- **WHAT NEEDS TO BE DONE**
Find each line below containing the word "filename" and copy it.
BEGIN INFORMATION SHOWN
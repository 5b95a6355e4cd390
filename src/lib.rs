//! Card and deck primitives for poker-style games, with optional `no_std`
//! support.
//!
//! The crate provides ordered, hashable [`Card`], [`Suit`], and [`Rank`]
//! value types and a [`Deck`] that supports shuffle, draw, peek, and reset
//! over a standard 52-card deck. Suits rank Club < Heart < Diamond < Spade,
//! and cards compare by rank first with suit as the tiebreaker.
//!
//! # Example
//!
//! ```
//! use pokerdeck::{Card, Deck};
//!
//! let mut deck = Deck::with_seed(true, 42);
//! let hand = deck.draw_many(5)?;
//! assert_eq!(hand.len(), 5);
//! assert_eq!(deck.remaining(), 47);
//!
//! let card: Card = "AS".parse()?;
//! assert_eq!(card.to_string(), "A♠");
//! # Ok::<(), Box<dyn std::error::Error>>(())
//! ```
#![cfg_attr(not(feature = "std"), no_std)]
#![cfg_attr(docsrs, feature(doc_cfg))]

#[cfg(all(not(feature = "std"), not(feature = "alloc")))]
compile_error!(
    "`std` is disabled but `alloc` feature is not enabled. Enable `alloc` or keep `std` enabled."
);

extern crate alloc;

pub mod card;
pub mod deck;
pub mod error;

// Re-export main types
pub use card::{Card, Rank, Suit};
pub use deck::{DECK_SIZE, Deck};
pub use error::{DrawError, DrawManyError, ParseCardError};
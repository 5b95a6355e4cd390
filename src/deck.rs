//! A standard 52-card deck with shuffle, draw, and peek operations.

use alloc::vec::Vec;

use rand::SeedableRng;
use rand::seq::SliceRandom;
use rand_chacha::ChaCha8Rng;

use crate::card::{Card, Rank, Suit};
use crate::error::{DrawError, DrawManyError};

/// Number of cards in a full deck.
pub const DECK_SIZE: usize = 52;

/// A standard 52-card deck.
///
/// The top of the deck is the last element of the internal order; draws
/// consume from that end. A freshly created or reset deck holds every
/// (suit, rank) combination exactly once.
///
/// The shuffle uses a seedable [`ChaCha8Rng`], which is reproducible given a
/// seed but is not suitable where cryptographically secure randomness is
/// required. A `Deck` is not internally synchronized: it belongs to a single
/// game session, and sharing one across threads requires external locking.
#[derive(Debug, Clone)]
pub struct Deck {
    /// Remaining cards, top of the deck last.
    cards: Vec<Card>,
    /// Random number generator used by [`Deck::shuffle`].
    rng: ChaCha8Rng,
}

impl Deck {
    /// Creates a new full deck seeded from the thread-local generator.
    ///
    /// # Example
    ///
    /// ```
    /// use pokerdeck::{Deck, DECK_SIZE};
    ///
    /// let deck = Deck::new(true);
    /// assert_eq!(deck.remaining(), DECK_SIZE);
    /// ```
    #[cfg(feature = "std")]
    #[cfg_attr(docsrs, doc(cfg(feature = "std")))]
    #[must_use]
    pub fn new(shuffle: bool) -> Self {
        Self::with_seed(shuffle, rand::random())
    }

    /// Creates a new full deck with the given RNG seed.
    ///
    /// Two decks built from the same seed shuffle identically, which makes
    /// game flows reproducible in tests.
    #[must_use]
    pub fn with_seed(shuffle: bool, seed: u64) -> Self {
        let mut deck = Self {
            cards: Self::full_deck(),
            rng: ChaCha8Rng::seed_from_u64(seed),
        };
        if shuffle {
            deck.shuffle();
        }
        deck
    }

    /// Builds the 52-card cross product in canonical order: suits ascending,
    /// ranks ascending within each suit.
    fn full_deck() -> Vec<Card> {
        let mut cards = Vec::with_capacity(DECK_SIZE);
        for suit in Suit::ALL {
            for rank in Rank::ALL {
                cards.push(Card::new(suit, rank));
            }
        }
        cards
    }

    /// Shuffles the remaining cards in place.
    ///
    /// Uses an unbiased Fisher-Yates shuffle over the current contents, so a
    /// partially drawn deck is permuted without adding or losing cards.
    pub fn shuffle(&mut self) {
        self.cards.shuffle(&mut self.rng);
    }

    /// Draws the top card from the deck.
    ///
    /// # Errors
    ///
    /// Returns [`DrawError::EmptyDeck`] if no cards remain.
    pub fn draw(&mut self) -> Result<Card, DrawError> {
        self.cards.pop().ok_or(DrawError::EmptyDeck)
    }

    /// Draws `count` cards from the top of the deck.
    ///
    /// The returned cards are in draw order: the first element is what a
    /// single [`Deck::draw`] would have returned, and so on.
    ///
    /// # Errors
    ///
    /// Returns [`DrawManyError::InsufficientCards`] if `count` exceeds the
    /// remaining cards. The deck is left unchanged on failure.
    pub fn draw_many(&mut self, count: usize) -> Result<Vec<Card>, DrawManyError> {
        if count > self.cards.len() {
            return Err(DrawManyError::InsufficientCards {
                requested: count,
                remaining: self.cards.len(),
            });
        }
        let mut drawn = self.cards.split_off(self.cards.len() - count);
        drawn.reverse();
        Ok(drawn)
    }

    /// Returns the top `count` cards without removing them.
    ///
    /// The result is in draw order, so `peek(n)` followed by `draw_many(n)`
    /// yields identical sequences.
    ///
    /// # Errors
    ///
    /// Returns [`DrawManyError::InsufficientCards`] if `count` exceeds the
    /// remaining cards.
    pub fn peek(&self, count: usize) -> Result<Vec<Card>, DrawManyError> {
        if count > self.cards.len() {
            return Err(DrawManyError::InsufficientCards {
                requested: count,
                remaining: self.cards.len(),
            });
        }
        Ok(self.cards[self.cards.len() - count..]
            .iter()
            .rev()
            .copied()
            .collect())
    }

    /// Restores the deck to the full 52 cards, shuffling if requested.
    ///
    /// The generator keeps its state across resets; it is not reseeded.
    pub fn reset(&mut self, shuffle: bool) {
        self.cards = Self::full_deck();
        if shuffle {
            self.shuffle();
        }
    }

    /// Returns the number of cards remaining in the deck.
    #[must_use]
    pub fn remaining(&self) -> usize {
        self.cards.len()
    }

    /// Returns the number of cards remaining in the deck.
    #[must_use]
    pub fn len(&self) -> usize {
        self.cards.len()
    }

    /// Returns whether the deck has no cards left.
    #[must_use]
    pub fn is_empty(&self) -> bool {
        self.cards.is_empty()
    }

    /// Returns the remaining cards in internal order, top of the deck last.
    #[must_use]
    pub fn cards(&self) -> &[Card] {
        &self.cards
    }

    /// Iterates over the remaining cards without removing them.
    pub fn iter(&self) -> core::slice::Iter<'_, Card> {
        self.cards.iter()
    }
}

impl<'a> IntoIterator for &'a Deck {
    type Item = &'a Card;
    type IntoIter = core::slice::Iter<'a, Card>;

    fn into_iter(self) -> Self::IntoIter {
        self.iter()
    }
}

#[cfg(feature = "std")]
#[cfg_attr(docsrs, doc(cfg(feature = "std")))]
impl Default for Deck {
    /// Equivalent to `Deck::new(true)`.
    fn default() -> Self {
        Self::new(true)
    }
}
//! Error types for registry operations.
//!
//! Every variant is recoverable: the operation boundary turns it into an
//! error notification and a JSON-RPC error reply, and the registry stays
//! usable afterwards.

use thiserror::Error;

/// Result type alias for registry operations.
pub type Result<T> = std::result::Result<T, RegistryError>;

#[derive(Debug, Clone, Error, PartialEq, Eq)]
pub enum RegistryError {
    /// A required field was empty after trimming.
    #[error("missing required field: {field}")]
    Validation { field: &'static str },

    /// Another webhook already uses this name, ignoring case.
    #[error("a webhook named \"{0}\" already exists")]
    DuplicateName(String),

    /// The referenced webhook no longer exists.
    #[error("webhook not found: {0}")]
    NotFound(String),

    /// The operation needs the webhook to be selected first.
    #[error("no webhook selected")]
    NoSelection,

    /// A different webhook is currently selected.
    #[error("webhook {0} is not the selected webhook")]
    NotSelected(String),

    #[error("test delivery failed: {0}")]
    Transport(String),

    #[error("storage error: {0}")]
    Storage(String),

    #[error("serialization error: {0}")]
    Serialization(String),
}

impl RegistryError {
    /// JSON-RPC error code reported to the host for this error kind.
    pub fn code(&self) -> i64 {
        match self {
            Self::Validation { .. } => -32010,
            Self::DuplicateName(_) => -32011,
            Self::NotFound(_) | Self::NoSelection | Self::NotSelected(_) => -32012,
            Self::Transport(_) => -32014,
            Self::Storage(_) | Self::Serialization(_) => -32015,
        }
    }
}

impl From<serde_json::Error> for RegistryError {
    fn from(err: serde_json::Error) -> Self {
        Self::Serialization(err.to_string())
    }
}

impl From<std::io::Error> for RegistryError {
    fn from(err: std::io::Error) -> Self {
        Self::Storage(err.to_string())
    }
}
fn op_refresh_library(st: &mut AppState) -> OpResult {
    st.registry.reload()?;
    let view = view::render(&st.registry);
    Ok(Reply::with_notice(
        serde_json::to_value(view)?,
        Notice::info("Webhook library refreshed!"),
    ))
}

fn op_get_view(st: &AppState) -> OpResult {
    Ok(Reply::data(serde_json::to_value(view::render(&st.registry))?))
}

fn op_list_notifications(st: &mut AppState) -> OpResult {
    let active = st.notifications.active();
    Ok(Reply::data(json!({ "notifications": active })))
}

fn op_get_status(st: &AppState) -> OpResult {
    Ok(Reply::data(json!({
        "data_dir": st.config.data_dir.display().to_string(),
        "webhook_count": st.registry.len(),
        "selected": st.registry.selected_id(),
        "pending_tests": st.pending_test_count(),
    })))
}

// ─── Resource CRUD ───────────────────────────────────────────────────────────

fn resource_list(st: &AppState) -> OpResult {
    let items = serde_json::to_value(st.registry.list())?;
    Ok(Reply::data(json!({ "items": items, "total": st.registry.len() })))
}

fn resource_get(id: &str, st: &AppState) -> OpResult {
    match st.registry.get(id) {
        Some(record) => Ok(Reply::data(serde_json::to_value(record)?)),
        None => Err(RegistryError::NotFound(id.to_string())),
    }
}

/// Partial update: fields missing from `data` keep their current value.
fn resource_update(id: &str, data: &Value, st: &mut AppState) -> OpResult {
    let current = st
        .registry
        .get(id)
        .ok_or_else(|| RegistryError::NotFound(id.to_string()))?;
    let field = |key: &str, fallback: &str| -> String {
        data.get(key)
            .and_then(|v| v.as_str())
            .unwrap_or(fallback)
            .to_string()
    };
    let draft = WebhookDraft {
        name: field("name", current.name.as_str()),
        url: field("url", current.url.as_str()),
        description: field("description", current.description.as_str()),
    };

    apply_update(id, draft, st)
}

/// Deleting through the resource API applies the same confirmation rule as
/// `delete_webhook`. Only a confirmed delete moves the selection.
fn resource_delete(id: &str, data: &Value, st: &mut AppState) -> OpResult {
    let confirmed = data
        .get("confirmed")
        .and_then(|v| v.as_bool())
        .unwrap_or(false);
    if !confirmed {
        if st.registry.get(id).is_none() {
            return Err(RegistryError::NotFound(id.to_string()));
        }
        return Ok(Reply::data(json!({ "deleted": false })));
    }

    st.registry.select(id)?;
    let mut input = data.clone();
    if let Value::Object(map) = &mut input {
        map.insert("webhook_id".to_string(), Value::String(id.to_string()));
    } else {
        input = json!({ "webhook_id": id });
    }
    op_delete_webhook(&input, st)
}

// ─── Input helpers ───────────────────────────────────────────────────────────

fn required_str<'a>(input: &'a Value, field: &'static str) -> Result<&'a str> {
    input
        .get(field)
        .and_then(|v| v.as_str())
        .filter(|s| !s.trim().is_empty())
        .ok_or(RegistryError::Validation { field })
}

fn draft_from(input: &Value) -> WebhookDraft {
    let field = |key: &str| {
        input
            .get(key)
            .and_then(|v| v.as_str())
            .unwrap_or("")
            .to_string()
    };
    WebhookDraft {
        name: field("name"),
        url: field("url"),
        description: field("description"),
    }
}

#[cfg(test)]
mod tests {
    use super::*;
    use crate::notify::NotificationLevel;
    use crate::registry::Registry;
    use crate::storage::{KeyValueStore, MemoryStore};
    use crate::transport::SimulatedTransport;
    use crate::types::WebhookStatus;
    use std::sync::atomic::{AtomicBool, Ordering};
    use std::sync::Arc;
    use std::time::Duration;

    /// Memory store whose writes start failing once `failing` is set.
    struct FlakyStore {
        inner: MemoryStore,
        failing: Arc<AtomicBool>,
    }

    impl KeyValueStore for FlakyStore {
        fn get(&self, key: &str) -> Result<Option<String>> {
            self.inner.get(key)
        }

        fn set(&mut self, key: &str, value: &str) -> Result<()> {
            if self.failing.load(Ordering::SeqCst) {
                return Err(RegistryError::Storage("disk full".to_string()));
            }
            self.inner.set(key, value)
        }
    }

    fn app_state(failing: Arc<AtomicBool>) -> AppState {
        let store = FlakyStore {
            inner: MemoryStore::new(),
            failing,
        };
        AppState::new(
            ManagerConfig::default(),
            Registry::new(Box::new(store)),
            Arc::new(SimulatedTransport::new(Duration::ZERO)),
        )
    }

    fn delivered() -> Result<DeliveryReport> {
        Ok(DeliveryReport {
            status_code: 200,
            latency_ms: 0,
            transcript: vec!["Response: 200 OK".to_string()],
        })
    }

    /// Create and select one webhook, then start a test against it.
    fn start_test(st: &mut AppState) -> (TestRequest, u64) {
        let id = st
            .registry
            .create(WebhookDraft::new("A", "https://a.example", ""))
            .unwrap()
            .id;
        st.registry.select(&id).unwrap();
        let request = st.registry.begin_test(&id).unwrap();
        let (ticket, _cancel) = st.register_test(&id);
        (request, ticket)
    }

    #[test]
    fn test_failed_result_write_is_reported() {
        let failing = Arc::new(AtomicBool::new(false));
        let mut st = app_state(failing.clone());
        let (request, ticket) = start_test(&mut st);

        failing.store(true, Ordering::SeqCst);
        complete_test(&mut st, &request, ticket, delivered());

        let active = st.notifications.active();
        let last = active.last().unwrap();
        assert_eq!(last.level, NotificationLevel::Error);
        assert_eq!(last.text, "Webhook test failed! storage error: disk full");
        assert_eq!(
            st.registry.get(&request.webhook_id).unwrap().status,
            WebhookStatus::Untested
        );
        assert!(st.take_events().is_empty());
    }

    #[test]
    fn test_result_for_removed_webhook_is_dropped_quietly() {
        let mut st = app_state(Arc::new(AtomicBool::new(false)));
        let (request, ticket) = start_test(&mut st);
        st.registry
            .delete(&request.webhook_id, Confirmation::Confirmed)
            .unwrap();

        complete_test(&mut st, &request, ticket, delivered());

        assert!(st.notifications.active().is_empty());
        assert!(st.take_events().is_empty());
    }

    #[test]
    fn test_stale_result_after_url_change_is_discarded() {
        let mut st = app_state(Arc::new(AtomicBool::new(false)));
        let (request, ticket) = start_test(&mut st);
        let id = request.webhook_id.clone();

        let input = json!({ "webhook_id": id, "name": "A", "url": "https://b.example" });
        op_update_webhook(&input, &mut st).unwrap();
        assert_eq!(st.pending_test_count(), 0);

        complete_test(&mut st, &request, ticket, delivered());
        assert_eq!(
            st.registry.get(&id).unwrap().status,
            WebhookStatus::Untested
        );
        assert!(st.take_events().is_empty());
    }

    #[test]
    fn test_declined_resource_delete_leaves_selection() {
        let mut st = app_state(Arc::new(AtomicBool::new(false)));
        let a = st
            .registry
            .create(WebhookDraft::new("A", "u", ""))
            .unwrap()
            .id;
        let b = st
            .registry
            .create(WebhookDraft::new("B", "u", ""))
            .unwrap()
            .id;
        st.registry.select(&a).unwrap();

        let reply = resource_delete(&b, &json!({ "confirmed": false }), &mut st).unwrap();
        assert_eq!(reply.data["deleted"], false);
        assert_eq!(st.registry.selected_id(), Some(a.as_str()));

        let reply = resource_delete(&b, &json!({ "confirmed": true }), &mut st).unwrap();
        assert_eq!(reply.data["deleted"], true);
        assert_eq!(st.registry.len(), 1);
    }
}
END INFORMATION SHOWN
- **EXPECTED OUTPUT**
filename src/lib.rs
filename src/deck.rs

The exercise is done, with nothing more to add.